[Your goal]:
Pick every line with "Wire" from the material below.

-- Task inputs follows --

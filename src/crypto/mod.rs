//! Hashing helpers.

pub mod digest;
//! License record format.
//!
//! The registry file is a JSON object keyed by API key:
//!
//! ```json
//! {
//!   "abc": { "type": "limited", "enabled": true, "dailyLimit": 2 }
//! }
//! ```

use crate::config::DEFAULT_DAILY_LIMIT;
use crate::QuotagateError;
use serde::{Deserialize, Serialize};
use std::collections::BTreeMap;
use std::fmt;
use std::str::FromStr;

/// Whole registry contents, keyed by API key.
pub type LicenseMap = BTreeMap<String, LicenseRecord>;

/// License class.
#[derive(Debug, Clone, Copy, PartialEq, Eq, Hash, Serialize, Deserialize)]
#[serde(rename_all = "lowercase")]
pub enum LicenseType {
    /// Metered against the rolling quota.
    Limited,
    /// Never metered.
    Unlimited,
}

impl LicenseType {
    /// Wire name of the license type.
    pub fn as_str(&self) -> &'static str {
        match self {
            LicenseType::Limited => "limited",
            LicenseType::Unlimited => "unlimited",
        }
    }
}

impl fmt::Display for LicenseType {
    fn fmt(&self, f: &mut fmt::Formatter<'_>) -> fmt::Result {
        f.write_str(self.as_str())
    }
}

impl FromStr for LicenseType {
    type Err = QuotagateError;

    fn from_str(s: &str) -> Result<Self, Self::Err> {
        match s {
            "limited" => Ok(LicenseType::Limited),
            "unlimited" => Ok(LicenseType::Unlimited),
            other => Err(QuotagateError::InvalidRequest(format!(
                "type must be \"limited\" or \"unlimited\", got {:?}",
                other
            ))),
        }
    }
}

/// A single registry entry. The API key itself is the map key.
#[derive(Debug, Clone, PartialEq, Eq, Serialize, Deserialize)]
#[serde(rename_all = "camelCase")]
pub struct LicenseRecord {
    /// License class.
    #[serde(rename = "type")]
    pub license_type: LicenseType,

    /// Disabled records are treated as absent.
    #[serde(default = "default_enabled")]
    pub enabled: bool,

    /// Requests allowed per window for `limited` licenses.
    #[serde(default = "default_daily_limit")]
    pub daily_limit: u32,
}

fn default_enabled() -> bool {
    true
}

fn default_daily_limit() -> u32 {
    DEFAULT_DAILY_LIMIT
}

impl LicenseRecord {
    /// Enabled `limited` record with the given limit.
    pub fn limited(daily_limit: u32) -> Self {
        Self {
            license_type: LicenseType::Limited,
            enabled: true,
            daily_limit,
        }
    }

    /// Enabled `unlimited` record.
    pub fn unlimited() -> Self {
        Self {
            license_type: LicenseType::Unlimited,
            enabled: true,
            daily_limit: DEFAULT_DAILY_LIMIT,
        }
    }

    /// Same record with `enabled` overridden.
    pub fn with_enabled(mut self, enabled: bool) -> Self {
        self.enabled = enabled;
        self
    }

    /// Reject records that could never be satisfied.
    pub fn validate(&self) -> Result<(), QuotagateError> {
        if self.daily_limit == 0 {
            return Err(QuotagateError::InvalidRequest(
                "dailyLimit must be a positive integer".to_string(),
            ));
        }
        Ok(())
    }
}

/// Serialize a registry to pretty-printed JSON.
pub fn to_json(licenses: &LicenseMap) -> Result<String, QuotagateError> {
    serde_json::to_string_pretty(licenses)
        .map_err(|e| QuotagateError::RegistryIO(format!("Failed to serialize registry: {}", e)))
}

/// Parse a registry from JSON.
pub fn from_json(json: &str) -> Result<LicenseMap, QuotagateError> {
    serde_json::from_str(json)
        .map_err(|e| QuotagateError::RegistryIO(format!("Failed to parse registry: {}", e)))
}
//! Wire structs for the gateway's HTTP surface and the upstream call.

use crate::registry::{LicenseRecord, LicenseType};
use crate::QuotagateError;
use serde::{Deserialize, Serialize};

/// Prompt used when a GET request carries no `q`.
pub const DEFAULT_PROMPT: &str = "Hello, how are you?";

/// Payload sent to the upstream generation endpoint.
#[derive(Debug, Clone, PartialEq, Eq, Serialize)]
#[serde(rename_all = "camelCase")]
pub struct GenerateRequest {
    /// Prompt text.
    pub prompt: String,
    /// Caller-chosen conversation id.
    pub user_id: String,
    /// Allow the upstream to use network retrieval.
    pub network: bool,
    /// System prompt, always empty.
    pub system: String,
    /// Ignore previous turns for `user_id`.
    pub without_context: bool,
    /// Ask the upstream to stream.
    pub stream: bool,
}

/// Query string of `GET /v1/generate`.
///
/// Flags are kept as raw strings: only the literal `"true"` turns one on.
#[derive(Debug, Clone, Default, Deserialize)]
#[serde(rename_all = "camelCase")]
pub struct GenerateQuery {
    /// Prompt text.
    pub q: Option<String>,
    /// Conversation id.
    pub user_id: Option<String>,
    /// `"true"` to enable network retrieval.
    pub network: Option<String>,
    /// `"true"` to ignore previous turns.
    pub without_context: Option<String>,
    /// `"true"` to stream.
    pub stream: Option<String>,
}

impl GenerateQuery {
    /// Fill in defaults and build the upstream payload.
    pub fn into_request(self) -> GenerateRequest {
        GenerateRequest {
            prompt: self
                .q
                .filter(|q| !q.is_empty())
                .unwrap_or_else(|| DEFAULT_PROMPT.to_string()),
            user_id: user_id_or_random(self.user_id),
            network: query_flag(self.network.as_deref(), true),
            system: String::new(),
            without_context: query_flag(self.without_context.as_deref(), false),
            stream: query_flag(self.stream.as_deref(), false),
        }
    }
}

/// JSON body of `POST /v1/generate`.
#[derive(Debug, Clone, Default, Deserialize)]
#[serde(rename_all = "camelCase")]
pub struct GeneratePayload {
    /// Prompt text (required).
    pub q: Option<String>,
    /// Conversation id.
    pub user_id: Option<String>,
    /// Enable network retrieval (default true).
    pub network: Option<bool>,
    /// Ignore previous turns (default false).
    pub without_context: Option<bool>,
    /// Stream (default false).
    pub stream: Option<bool>,
}

impl GeneratePayload {
    /// Validate and build the upstream payload.
    pub fn into_request(self) -> Result<GenerateRequest, QuotagateError> {
        let prompt = self
            .q
            .filter(|q| !q.is_empty())
            .ok_or_else(|| QuotagateError::InvalidRequest("Missing prompt".to_string()))?;

        Ok(GenerateRequest {
            prompt,
            user_id: user_id_or_random(self.user_id),
            network: self.network.unwrap_or(true),
            system: String::new(),
            without_context: self.without_context.unwrap_or(false),
            stream: self.stream.unwrap_or(false),
        })
    }
}

/// JSON body of `POST /v1/licenses`.
#[derive(Debug, Clone, Default, Deserialize)]
#[serde(rename_all = "camelCase")]
pub struct LicenseUpsert {
    /// API key to create or replace.
    pub key: Option<String>,
    /// `"limited"` or `"unlimited"`.
    #[serde(rename = "type")]
    pub license_type: Option<String>,
    /// Defaults to true.
    pub enabled: Option<bool>,
    /// Defaults to the configured limit.
    pub daily_limit: Option<i64>,
}

impl LicenseUpsert {
    /// Validate the body into a key and record.
    pub fn into_record(self, default_daily_limit: u32) -> Result<(String, LicenseRecord), QuotagateError> {
        let (Some(key), Some(license_type)) = (
            self.key.filter(|k| !k.is_empty()),
            self.license_type.filter(|t| !t.is_empty()),
        ) else {
            return Err(QuotagateError::InvalidRequest(
                "Missing key or type".to_string(),
            ));
        };

        let license_type: LicenseType = license_type.parse()?;

        let daily_limit = match self.daily_limit {
            None => default_daily_limit,
            Some(limit) => u32::try_from(limit)
                .ok()
                .filter(|limit| *limit > 0)
                .ok_or_else(|| {
                    QuotagateError::InvalidRequest(format!(
                        "dailyLimit must be a positive integer, got {}",
                        limit
                    ))
                })?,
        };

        let record = LicenseRecord {
            license_type,
            enabled: self.enabled.unwrap_or(true),
            daily_limit,
        };
        Ok((key, record))
    }
}

/// Reply to a successful license upsert.
#[derive(Debug, Clone, PartialEq, Eq, Serialize, Deserialize)]
pub struct UpsertResponse {
    /// Always true; failures use the error body instead.
    pub success: bool,
    /// Human-readable status.
    pub message: String,
}

impl UpsertResponse {
    /// The standard success reply.
    pub fn updated() -> Self {
        Self {
            success: true,
            message: "License updated successfully".to_string(),
        }
    }
}

/// Stable envelope around every upstream result.
#[derive(Debug, Clone, PartialEq, Serialize, Deserialize)]
#[serde(rename_all = "camelCase")]
pub struct Envelope {
    /// Operator name.
    pub developer: String,
    /// Operator handle.
    pub developer_id: String,
    /// Upstream body, JSON if it parsed, otherwise a string.
    pub response: serde_json::Value,
}

fn query_flag(raw: Option<&str>, default: bool) -> bool {
    match raw {
        Some(value) => value == "true",
        None => default,
    }
}

fn user_id_or_random(user_id: Option<String>) -> String {
    user_id
        .filter(|id| !id.is_empty())
        .unwrap_or_else(random_user_id)
}

/// Random 16-hex-character conversation id.
pub fn random_user_id() -> String {
    hex::encode(rand::random::<[u8; 8]>())
}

-- Task inputs concluded --

[Task answer]:
    /// Wire name of the license type.
//! Wire structs for the gateway's HTTP surface and the upstream call.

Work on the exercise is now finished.